What you should do - Every line below that includes the word "spawn" needs to be copied.

Stored items from a collection
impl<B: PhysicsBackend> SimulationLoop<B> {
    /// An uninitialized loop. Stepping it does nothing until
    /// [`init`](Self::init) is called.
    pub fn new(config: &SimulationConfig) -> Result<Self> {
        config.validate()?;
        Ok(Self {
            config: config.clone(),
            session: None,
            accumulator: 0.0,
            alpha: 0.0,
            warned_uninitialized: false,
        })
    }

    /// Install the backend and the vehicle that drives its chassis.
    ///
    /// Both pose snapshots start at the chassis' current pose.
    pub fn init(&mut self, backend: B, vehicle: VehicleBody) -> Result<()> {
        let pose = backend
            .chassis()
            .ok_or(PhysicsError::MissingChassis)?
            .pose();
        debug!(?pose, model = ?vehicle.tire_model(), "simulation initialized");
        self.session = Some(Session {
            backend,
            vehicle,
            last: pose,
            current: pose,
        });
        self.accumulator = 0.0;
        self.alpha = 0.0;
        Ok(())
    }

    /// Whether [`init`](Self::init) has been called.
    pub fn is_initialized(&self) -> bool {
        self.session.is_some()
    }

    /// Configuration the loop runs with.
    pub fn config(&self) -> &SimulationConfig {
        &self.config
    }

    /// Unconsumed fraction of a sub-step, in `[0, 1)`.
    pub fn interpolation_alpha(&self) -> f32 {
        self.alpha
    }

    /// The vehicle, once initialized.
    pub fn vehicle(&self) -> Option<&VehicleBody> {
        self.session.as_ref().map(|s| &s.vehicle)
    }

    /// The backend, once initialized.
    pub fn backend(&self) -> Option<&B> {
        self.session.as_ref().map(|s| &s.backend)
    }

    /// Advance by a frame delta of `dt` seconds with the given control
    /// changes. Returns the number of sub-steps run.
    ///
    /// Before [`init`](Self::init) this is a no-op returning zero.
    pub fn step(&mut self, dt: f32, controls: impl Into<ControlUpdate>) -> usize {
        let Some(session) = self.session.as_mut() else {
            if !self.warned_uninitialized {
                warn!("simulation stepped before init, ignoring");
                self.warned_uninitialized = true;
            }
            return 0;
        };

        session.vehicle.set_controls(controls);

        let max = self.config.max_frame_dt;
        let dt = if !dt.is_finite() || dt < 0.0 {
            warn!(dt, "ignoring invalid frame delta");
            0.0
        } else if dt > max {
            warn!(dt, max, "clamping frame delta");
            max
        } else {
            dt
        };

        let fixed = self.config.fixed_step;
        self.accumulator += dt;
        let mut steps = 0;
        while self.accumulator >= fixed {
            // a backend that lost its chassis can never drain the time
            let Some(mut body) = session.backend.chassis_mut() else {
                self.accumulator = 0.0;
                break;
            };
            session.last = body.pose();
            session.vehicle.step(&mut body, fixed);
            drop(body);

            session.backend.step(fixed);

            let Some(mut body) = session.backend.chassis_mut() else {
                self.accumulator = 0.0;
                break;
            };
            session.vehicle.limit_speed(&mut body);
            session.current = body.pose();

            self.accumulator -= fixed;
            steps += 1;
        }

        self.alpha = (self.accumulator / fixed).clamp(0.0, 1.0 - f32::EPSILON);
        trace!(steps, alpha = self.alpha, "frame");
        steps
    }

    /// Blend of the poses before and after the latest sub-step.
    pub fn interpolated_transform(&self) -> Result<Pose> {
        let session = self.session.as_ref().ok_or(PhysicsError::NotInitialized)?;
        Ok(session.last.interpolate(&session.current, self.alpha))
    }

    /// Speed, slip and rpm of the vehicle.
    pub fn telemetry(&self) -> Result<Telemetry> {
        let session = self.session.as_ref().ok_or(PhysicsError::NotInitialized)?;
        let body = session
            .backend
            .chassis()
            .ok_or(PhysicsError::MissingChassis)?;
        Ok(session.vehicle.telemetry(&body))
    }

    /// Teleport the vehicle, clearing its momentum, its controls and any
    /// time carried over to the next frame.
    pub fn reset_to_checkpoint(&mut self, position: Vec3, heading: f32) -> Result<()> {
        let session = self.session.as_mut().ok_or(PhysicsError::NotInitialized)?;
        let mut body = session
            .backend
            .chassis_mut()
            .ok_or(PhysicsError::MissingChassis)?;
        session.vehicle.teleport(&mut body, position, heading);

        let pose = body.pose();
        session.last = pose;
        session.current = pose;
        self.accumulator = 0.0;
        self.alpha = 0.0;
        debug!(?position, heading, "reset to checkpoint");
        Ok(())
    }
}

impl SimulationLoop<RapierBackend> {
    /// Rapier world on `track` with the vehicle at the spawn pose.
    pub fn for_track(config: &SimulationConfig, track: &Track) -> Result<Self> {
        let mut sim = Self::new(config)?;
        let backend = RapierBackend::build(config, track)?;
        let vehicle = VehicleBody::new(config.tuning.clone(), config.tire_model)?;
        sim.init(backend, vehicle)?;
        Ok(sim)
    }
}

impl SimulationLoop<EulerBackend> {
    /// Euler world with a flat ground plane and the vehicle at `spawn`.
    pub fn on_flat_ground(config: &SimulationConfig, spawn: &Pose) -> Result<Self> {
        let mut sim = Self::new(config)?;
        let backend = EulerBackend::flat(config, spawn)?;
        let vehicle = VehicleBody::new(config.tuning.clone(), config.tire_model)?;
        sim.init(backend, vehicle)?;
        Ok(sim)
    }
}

Written response -
    /// Rapier world on `track` with the vehicle at the spawn pose.
    /// Euler world with a flat ground plane and the vehicle at `spawn`.
    pub fn on_flat_ground(config: &SimulationConfig, spawn: &Pose) -> Result<Self> {
        let backend = EulerBackend::flat(config, spawn)?;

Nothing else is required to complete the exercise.